Like his visitor’s guide, which offered advice to dealing with “African immigrants,” Major’s other writings have clear racial undertones. In a tweet linking to an article about Supreme Court Justice Elena Kagan and affirmative action, Majors wrote, “Kagan says Obama is ‘my niggah.’” In another tweet linking to a video of Obama, Majors tweeted, “Poor little flop eared bitch. People are so mean to him.” Upon news of White House economic adviser Christina Romer’s upcoming departure, Majors tweeted, “Congratulations Christiina Romer! A house slave is now free.

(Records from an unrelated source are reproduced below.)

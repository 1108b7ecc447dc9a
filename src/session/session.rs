use crate::domain::{GeoCoordinate, HeadingSample, Placement};
use crate::geo_math::distance_and_bearing;
use crate::placement_resolver::{PlacementResolver, PlacementSettings, base_height_scale};
use crate::sensors::{LocationService, OrientationSensor, WatchOptions};
use crate::session::{ConfigurationError, SessionConfig};
use crate::tracker::{OrientationState, OrientationTracker, PositionState, PositionTracker, Subscription};
use std::sync::Arc;
use tokio::sync::watch;
use tracing::{info, instrument};

/// Read side of a session, resolves placements from the latest tracker values.
///
/// Cheap to clone, so the render loop and listeners can each own one.
#[derive(Clone, Debug)]
pub struct PlacementFeed {
    resolver: PlacementResolver,
    target: GeoCoordinate,
    base_scale: f64,
    heading_rx: watch::Receiver<HeadingSample>,
    position_rx: watch::Receiver<Option<GeoCoordinate>>,
}

impl PlacementFeed {
    /// Resolves a placement from the most recent heading and position.
    pub fn current(&self) -> Placement {
        let heading = self.heading_rx.borrow().degrees();
        let position = *self.position_rx.borrow();
        self.resolver.resolve(position.as_ref(), &self.target, heading, self.base_scale)
    }

    /// Waits until either tracker publishes a change and returns the recomputed placement.
    ///
    /// Returns `None` once the trackers are gone.
    pub async fn changed(&mut self) -> Option<Placement> {
        tokio::select! {
            result = self.heading_rx.changed() => result.ok()?,
            result = self.position_rx.changed() => result.ok()?,
        }

        let heading = self.heading_rx.borrow_and_update().degrees();
        let position = *self.position_rx.borrow_and_update();
        Some(self.resolver.resolve(position.as_ref(), &self.target, heading, self.base_scale))
    }
}

/// One viewing session: a fixed target, both trackers and the resolver that combines them.
#[derive(Debug)]
pub struct Session {
    config: SessionConfig,
    resolver: PlacementResolver,
    orientation: OrientationTracker,
    position: PositionTracker,
    base_scale: f64,
    running_tx: watch::Sender<bool>,
}

impl Session {
    pub fn new(
        config: SessionConfig,
        settings: PlacementSettings,
        orientation_sensor: Arc<dyn OrientationSensor>,
        location_service: Arc<dyn LocationService>,
        watch_options: WatchOptions,
    ) -> Result<Self, ConfigurationError> {
        let resolver = PlacementResolver::new(settings, config.placement_height_m())?;
        let base_scale = base_height_scale(config.object_height_m(), None);
        let (running_tx, _) = watch::channel(true);

        Ok(Session {
            config,
            resolver,
            orientation: OrientationTracker::new(orientation_sensor),
            position: PositionTracker::new(location_service, watch_options),
            base_scale,
            running_tx,
        })
    }

    /// Uses the loaded model's own height to scale it to the configured real-world height.
    ///
    /// Feeds handed out earlier keep the scale they were created with.
    pub fn set_model_native_height(&mut self, model_native_height: Option<f64>) {
        self.base_scale = base_height_scale(self.config.object_height_m(), model_native_height);
        info!(base_scale = self.base_scale, "📐 Model scaled to {}m", self.config.object_height_m());
    }

    /// Acquires both sensors concurrently. Sensor failures only put the affected tracker in its fallback.
    #[instrument(skip_all, fields(session = self.config.display_name()))]
    pub async fn start(&mut self) {
        info!("🛰️ Starting sensors...");
        let (orientation_state, _) = tokio::join!(self.orientation.start(), self.position.start());
        info!(orientation = ?orientation_state, position = ?self.position.state(), "🛰️ Starting sensors... OK");
    }

    /// Asks for orientation consent again after a denial.
    pub async fn retry_orientation(&mut self) -> OrientationState {
        self.orientation.retry().await
    }

    pub fn placement(&self) -> Placement {
        self.feed().current()
    }

    pub fn feed(&self) -> PlacementFeed {
        PlacementFeed {
            resolver: self.resolver.clone(),
            target: *self.config.target(),
            base_scale: self.base_scale,
            heading_rx: self.orientation.heading_receiver(),
            position_rx: self.position.position_receiver(),
        }
    }

    /// Recomputes the placement every time the heading or the position changes.
    ///
    /// The listener only fires when the recomputed placement differs from the one it last saw.
    pub fn on_placement_changed<F>(&self, mut listener: F) -> Subscription
    where
        F: FnMut(Placement) + Send + 'static,
    {
        let mut feed = self.feed();
        let mut last = feed.current();
        Subscription::new(tokio::spawn(async move {
            while let Some(placement) = feed.changed().await {
                if placement != last {
                    last = placement;
                    listener(placement);
                }
            }
        }))
    }

    pub fn distance_to_target(&self) -> Option<f64> {
        self.position
            .current_position()
            .map(|position| distance_and_bearing(&position, self.config.target()).distance_m())
    }

    /// Human readable distance, or why there is none.
    pub fn distance_readout(&self) -> String {
        if let Some(distance) = self.distance_to_target() {
            return format!("{:.1} meters", distance);
        }

        match self.position.state() {
            PositionState::Unavailable => "Geolocation not supported".to_string(),
            _ if self.position.last_error().is_some() => "Location unavailable".to_string(),
            _ => "Waiting for location...".to_string(),
        }
    }

    pub fn config(&self) -> &SessionConfig {
        &self.config
    }

    pub fn orientation(&self) -> &OrientationTracker {
        &self.orientation
    }

    pub fn position(&self) -> &PositionTracker {
        &self.position
    }

    /// Flips to `false` when the session shuts down.
    pub fn running(&self) -> watch::Receiver<bool> {
        self.running_tx.subscribe()
    }

    /// Unsubscribes both sensors and stops the render loop.
    pub fn shutdown(&mut self) {
        self.orientation.stop();
        self.position.stop();
        self.running_tx.send_replace(false);
        info!("👋 Session '{}' ended", self.config.display_name());
    }
}

#[cfg(test)]
mod tests {
    use super::*;
    use crate::domain::FALLBACK_HEADING_DEGREES;
    use crate::sensors::fake::{FakeLocationService, FakeOrientationSensor, compass};
    use crate::sensors::{FixError, PermissionState};
    use approx::assert_abs_diff_eq;
    use nalgebra::Vector3;
    use pretty_assertions::assert_eq;
    use std::time::Duration;
    use test_log::test;
    use tokio::sync::mpsc;
    use tokio::time::timeout;

    const WAIT: Duration = Duration::from_secs(1);
    const TARGET_LATITUDE: f64 = 51.8615899;
    const TARGET_LONGITUDE: f64 = 4.3580323;

    fn config() -> SessionConfig {
        SessionConfig::new(GeoCoordinate::new(TARGET_LATITUDE, TARGET_LONGITUDE).unwrap()).with_placement_height(1.0)
    }

    fn session(orientation: impl OrientationSensor + 'static, location: impl LocationService + 'static) -> Session {
        Session::new(config(), PlacementSettings::default(), Arc::new(orientation), Arc::new(location), WatchOptions::default()).expect("valid session")
    }

    fn south_of_target(meters: f64) -> GeoCoordinate {
        GeoCoordinate::new(TARGET_LATITUDE - meters / 111_195.0, TARGET_LONGITUDE).unwrap()
    }

    #[test(tokio::test)]
    async fn before_the_first_fix_the_default_placement_is_used() {
        let (orientation, _samples) = FakeOrientationSensor::available();
        let (location, _updates) = FakeLocationService::available();
        let mut session = session(orientation, location);

        session.start().await;

        assert_eq!(session.position().current_position(), None);
        assert_eq!(session.placement().local_position, Vector3::new(0.0, 1.0, -10.0));
        assert_eq!(session.distance_readout(), "Waiting for location...");
    }

    #[test(tokio::test)]
    async fn missing_sensors_never_abort_the_session() {
        let mut session = session(FakeOrientationSensor::unavailable(), FakeLocationService::unavailable());

        session.start().await;

        assert_eq!(session.orientation().state(), OrientationState::Unavailable);
        assert_eq!(session.orientation().current_heading(), FALLBACK_HEADING_DEGREES);
        assert_eq!(session.placement().local_position, Vector3::new(0.0, 1.0, -10.0));
        assert_eq!(session.distance_readout(), "Geolocation not supported");
    }

    #[test(tokio::test)]
    async fn a_denied_compass_still_places_the_target_by_bearing() {
        let (orientation, _samples) = FakeOrientationSensor::with_permission(vec![Ok(PermissionState::Denied)]);
        let (location, updates) = FakeLocationService::available();
        let mut session = session(orientation, location);
        let (seen_tx, mut seen_rx) = mpsc::unbounded_channel();
        let _subscription = session.on_placement_changed(move |placement| {
            let _ = seen_tx.send(placement);
        });
        session.start().await;

        updates.send(Ok(south_of_target(50.0))).await.unwrap();

        let placement = timeout(WAIT, seen_rx.recv()).await.unwrap().expect("placement listener closed");
        assert_abs_diff_eq!(placement.local_position.z, -5.0, epsilon = 0.01);
        assert_eq!(session.distance_readout(), "50.0 meters");
    }

    #[test(tokio::test)]
    async fn a_heading_change_recomputes_the_placement() {
        let (orientation, samples) = FakeOrientationSensor::available();
        let (location, updates) = FakeLocationService::available();
        let mut session = session(orientation, location);
        let (seen_tx, mut seen_rx) = mpsc::unbounded_channel();
        let _subscription = session.on_placement_changed(move |placement| {
            let _ = seen_tx.send(placement);
        });
        session.start().await;

        updates.send(Ok(south_of_target(50.0))).await.unwrap();
        timeout(WAIT, seen_rx.recv()).await.unwrap();
        samples.send(compass(90.0)).await.unwrap();

        let placement = timeout(WAIT, seen_rx.recv()).await.unwrap().expect("placement listener closed");
        assert_abs_diff_eq!(placement.local_position.x, -5.0, epsilon = 0.01);
        assert_eq!(placement, session.placement());
    }

    #[test(tokio::test)]
    async fn a_heading_change_without_a_fix_leaves_the_placement_alone() {
        let (orientation, samples) = FakeOrientationSensor::available();
        let (location, updates) = FakeLocationService::available();
        let mut session = session(orientation, location);
        let (seen_tx, mut seen_rx) = mpsc::unbounded_channel();
        let _subscription = session.on_placement_changed(move |placement| {
            let _ = seen_tx.send(placement);
        });
        session.start().await;

        samples.send(compass(90.0)).await.unwrap();
        tokio::time::sleep(Duration::from_millis(10)).await;
        updates.send(Ok(south_of_target(50.0))).await.unwrap();

        let placement = timeout(WAIT, seen_rx.recv()).await.unwrap().expect("placement listener closed");
        assert_abs_diff_eq!(placement.local_position.x, -5.0, epsilon = 0.01);
    }

    #[test(tokio::test)]
    async fn fix_errors_show_up_in_the_readout() {
        let (orientation, _samples) = FakeOrientationSensor::available();
        let (location, updates) = FakeLocationService::available();
        let mut session = session(orientation, location);
        let (seen_tx, mut seen_rx) = mpsc::unbounded_channel();
        let _subscription = session.position().on_error(move |error| {
            let _ = seen_tx.send(error);
        });
        session.start().await;

        updates.send(Err(FixError::Timeout)).await.unwrap();
        timeout(WAIT, seen_rx.recv()).await.unwrap();

        assert_eq!(session.distance_readout(), "Location unavailable");
    }

    #[test(tokio::test)]
    async fn model_native_height_sets_the_base_scale() {
        let config = config().with_object_height(3.0);
        let (orientation, _samples) = FakeOrientationSensor::available();
        let (location, _updates) = FakeLocationService::available();
        let mut session = Session::new(config, PlacementSettings::default(), Arc::new(orientation), Arc::new(location), WatchOptions::default()).unwrap();

        session.set_model_native_height(Some(1.5));

        assert_eq!(session.placement().scale, 2.0);
    }

    #[test(tokio::test)]
    async fn invalid_settings_fail_before_start() {
        let (orientation, _samples) = FakeOrientationSensor::available();
        let (location, _updates) = FakeLocationService::available();
        let settings = PlacementSettings {
            min_scale: -1.0,
            ..PlacementSettings::default()
        };

        let result = Session::new(config(), settings, Arc::new(orientation), Arc::new(location), WatchOptions::default());

        assert!(matches!(result, Err(ConfigurationError::InvalidSetting { name: "min_scale", .. })));
    }

    #[test(tokio::test)]
    async fn orientation_can_be_retried_after_denial() {
        let (orientation, _samples) = FakeOrientationSensor::with_permission(vec![Ok(PermissionState::Denied), Ok(PermissionState::Granted)]);
        let (location, _updates) = FakeLocationService::available();
        let mut session = session(orientation, location);
        session.start().await;

        assert_eq!(session.orientation().state(), OrientationState::Denied);
        assert_eq!(session.retry_orientation().await, OrientationState::Active);
    }

    #[test(tokio::test)]
    async fn shutdown_unsubscribes_both_sensors() {
        let (orientation, samples) = FakeOrientationSensor::available();
        let (location, updates) = FakeLocationService::available();
        let mut session = session(orientation, location);
        let running = session.running();
        session.start().await;

        session.shutdown();

        timeout(WAIT, samples.closed()).await.expect("orientation samples still subscribed");
        timeout(WAIT, updates.closed()).await.expect("location watch still open");
        assert!(!*running.borrow());
    }
}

But all us field slaves are still in chains!” On the Shirley Sherrod dust up, Majors wrote:

[I]t is clear that most black Democrats in politics & the media are complete knaves and idiots (much like their white counterparts). The purpose of their constant race focus is, as Angela Codevilla discusses in his American Spectator article, to have a charge, racism, which which they can convict average Americans of a crime so they can then demand to enslave them.

Majors also posted a picture on his Facebook page comparing First Lady Michele Obama to Chewbacca from Star Wars:

MichelleChewy2

In addition, Majors appears to be a birther, posting images on his Facebook page of a forged Kenyan birth certificate that birthers claim is authentic, and several birther joke images, including a sign saying, “Illegal immigration is destroying this county — look what it did to the White House.”

TPM’s Troll Watch reported that Majors has also conducted “direct e-mail harassment and identity theft against liberals,” using stolen screen names to harass commentors on blogs he has been banned from. Indeed, he is the subject of several threads on online forums warning about his harassment, and he reportedly told one woman who accused him of using multiple screen names to hide his identity, “you silly facist bitch. Do not tell me what screen name I can use or what I am free to say.”

Update In the comments section, Majors unloaded on ThinkProgress, calling us "Podesta concubines" and "little sissies." He denied that he is a birther and noted that the real estate listings linked to above are out of date. "The rest of your article is equally uninformed and dishonest, but then you were hired to toss [George] Soros’s salad and not much else," Majors continued, without offering specific corrections. "I suspect little ticks like you are going to have to see more fun made of Odumbie and Michelle Antoinette as time wears on. Suck it up, quislings!" he concluded.